BEGIN

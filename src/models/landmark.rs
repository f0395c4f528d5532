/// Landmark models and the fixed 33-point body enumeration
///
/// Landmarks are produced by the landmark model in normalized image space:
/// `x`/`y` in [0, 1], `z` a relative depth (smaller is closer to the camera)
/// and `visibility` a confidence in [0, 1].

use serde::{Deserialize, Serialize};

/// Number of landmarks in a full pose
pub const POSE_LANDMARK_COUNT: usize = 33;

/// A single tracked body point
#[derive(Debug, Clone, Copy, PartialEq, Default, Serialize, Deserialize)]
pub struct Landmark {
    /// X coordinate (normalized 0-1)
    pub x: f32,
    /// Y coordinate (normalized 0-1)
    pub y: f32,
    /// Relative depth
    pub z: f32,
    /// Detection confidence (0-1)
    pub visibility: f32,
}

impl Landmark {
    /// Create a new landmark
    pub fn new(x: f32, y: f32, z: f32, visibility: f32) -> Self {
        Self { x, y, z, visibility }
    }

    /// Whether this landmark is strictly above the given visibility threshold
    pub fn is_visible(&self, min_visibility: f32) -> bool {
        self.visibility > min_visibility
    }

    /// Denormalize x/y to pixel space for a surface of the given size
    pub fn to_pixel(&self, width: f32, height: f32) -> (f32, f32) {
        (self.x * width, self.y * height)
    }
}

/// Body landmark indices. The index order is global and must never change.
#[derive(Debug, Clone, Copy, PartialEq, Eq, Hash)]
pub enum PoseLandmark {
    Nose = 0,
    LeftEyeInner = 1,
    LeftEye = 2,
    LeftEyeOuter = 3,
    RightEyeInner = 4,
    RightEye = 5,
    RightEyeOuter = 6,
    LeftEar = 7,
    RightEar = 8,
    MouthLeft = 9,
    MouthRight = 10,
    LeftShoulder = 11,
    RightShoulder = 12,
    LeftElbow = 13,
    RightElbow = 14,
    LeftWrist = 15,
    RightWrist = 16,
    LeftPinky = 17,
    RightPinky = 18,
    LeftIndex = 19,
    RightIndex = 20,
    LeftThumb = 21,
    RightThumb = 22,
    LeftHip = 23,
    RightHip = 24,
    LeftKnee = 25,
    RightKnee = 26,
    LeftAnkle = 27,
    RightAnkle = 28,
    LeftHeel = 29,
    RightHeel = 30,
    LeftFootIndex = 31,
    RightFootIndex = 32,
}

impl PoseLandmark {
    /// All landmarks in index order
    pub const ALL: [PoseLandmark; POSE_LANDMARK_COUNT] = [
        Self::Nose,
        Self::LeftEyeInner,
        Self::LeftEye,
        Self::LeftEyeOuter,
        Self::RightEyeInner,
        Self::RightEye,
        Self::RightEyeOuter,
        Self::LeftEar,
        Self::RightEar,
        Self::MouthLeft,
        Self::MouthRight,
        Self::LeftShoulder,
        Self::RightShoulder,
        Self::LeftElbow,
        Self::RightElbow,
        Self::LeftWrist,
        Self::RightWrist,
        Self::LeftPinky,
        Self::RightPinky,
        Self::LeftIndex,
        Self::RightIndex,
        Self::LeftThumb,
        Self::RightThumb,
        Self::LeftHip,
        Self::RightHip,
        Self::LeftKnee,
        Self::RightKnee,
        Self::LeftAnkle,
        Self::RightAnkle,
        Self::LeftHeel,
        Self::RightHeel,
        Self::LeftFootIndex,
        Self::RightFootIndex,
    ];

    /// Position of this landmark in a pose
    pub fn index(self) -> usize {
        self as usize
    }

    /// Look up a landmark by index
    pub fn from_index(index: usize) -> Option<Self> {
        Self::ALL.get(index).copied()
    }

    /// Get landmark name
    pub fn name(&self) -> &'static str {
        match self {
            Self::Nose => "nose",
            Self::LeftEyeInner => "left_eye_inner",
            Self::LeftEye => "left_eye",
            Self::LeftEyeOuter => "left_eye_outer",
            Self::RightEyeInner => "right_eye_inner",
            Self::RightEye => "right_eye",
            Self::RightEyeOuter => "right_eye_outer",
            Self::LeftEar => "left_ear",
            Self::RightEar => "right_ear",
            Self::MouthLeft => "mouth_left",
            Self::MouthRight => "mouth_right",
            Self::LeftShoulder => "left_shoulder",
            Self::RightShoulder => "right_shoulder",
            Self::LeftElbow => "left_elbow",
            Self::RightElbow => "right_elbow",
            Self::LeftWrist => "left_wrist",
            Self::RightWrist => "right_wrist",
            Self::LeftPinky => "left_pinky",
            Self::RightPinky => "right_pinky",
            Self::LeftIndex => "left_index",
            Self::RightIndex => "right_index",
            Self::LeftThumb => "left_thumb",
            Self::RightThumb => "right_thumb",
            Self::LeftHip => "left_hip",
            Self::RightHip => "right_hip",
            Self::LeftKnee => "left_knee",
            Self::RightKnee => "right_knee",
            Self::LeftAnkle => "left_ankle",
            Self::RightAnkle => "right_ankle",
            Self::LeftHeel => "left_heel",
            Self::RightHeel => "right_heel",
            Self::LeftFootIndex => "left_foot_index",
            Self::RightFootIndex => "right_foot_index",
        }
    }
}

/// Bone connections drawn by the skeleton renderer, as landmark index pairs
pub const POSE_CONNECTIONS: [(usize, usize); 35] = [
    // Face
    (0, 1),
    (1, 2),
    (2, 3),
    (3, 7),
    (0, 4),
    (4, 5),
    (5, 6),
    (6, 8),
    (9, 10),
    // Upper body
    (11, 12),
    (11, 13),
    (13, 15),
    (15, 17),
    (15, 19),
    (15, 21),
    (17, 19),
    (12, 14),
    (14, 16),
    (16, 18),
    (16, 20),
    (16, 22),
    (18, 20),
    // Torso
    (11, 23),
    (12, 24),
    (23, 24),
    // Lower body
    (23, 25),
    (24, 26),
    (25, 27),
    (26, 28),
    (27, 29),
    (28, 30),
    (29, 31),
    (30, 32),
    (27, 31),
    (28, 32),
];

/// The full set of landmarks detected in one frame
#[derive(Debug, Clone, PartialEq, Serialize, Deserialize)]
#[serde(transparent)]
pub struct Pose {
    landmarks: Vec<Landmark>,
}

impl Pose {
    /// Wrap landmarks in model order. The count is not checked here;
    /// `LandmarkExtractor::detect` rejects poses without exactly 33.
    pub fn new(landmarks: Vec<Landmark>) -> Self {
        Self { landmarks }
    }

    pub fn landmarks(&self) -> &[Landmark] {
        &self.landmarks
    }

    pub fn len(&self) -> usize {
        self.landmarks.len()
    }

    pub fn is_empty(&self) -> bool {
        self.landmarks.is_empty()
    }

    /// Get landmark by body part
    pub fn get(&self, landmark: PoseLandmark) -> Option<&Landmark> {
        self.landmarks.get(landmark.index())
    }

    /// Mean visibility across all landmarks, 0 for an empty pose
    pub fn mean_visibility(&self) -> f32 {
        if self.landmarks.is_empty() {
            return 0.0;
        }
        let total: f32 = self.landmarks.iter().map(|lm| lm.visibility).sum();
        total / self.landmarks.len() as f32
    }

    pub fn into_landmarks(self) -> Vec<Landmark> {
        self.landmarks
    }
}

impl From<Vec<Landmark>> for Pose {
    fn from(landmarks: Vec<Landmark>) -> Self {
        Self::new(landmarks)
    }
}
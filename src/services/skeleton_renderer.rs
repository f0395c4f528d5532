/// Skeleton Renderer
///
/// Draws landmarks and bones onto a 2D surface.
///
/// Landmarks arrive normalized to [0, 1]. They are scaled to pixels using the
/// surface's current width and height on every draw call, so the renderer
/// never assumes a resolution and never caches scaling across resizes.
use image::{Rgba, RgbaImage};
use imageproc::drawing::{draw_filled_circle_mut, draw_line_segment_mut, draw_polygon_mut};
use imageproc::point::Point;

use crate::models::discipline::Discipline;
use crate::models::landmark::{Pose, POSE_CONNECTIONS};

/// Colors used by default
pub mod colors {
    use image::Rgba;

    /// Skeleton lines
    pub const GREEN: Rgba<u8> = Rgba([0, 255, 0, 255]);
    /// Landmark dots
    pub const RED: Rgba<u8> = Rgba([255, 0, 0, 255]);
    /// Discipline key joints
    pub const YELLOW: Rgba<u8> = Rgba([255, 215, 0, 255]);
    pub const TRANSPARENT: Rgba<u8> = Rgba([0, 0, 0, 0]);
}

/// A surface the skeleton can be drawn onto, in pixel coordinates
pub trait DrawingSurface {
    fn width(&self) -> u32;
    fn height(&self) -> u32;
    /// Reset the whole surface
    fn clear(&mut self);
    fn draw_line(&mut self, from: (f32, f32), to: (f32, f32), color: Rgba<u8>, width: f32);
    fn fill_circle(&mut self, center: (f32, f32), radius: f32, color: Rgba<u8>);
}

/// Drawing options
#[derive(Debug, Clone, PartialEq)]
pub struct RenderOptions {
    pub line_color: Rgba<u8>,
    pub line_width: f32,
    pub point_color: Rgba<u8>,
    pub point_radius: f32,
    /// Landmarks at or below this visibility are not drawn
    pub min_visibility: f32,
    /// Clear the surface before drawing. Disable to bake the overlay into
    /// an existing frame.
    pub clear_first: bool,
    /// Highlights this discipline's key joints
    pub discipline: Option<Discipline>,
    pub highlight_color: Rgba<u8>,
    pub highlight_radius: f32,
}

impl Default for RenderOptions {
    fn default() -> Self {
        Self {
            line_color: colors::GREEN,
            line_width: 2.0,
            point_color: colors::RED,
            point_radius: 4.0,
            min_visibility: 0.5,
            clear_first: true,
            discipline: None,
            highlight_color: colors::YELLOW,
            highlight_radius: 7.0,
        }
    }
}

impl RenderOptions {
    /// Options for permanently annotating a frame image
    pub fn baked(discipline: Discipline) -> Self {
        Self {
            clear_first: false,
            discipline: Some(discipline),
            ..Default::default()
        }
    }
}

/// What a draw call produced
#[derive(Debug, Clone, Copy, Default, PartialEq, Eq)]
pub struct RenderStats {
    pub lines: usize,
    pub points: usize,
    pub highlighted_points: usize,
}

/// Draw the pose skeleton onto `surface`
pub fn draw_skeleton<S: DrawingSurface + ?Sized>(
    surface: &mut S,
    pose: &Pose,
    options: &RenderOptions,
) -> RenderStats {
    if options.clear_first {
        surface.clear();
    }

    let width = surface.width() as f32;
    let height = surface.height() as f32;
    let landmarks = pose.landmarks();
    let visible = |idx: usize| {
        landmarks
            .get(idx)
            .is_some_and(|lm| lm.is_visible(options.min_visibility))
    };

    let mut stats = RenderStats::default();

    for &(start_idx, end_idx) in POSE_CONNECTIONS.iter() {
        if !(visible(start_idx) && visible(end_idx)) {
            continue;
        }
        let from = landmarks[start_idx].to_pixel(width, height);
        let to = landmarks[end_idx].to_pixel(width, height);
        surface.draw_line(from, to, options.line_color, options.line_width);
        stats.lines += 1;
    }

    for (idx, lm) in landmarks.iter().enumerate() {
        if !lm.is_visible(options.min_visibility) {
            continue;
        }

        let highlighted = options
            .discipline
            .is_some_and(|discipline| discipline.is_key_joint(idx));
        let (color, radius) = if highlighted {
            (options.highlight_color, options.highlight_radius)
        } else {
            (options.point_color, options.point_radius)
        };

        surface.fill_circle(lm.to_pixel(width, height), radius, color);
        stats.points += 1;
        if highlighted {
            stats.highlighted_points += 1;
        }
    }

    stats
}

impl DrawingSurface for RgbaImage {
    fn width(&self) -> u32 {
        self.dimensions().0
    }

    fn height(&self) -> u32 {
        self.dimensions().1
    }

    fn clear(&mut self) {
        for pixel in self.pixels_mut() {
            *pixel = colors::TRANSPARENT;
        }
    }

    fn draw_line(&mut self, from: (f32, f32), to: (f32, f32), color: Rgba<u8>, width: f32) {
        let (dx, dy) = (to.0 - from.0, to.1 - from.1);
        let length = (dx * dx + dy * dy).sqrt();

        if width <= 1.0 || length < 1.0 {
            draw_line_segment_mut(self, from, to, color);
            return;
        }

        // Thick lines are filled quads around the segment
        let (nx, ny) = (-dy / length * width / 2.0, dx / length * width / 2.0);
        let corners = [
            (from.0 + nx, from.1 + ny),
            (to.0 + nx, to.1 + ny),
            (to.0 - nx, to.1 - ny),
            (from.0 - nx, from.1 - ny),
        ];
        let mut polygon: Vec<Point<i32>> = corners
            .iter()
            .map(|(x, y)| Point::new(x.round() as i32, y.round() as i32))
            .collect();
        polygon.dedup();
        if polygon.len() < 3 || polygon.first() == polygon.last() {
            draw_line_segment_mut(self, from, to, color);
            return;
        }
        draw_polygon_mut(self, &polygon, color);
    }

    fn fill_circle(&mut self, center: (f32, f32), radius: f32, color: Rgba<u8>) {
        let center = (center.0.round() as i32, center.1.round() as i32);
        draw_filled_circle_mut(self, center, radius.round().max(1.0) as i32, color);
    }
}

END

TASK ITEM
Up to and including the line with "Y coordinate (normalized 0-1)", output each line of the entries above exactly, starting from the first.

RESULT
filename src/models/landmark.rs
repository f0395c4f528d5532
/// Landmark models and the fixed 33-point body enumeration
///
/// Landmarks are produced by the landmark model in normalized image space:
/// `x`/`y` in [0, 1], `z` a relative depth (smaller is closer to the camera)
/// and `visibility` a confidence in [0, 1].

use serde::{Deserialize, Serialize};

/// Number of landmarks in a full pose
pub const POSE_LANDMARK_COUNT: usize = 33;

/// A single tracked body point
#[derive(Debug, Clone, Copy, PartialEq, Default, Serialize, Deserialize)]
pub struct Landmark {
    /// X coordinate (normalized 0-1)
    pub x: f32,
    /// Y coordinate (normalized 0-1)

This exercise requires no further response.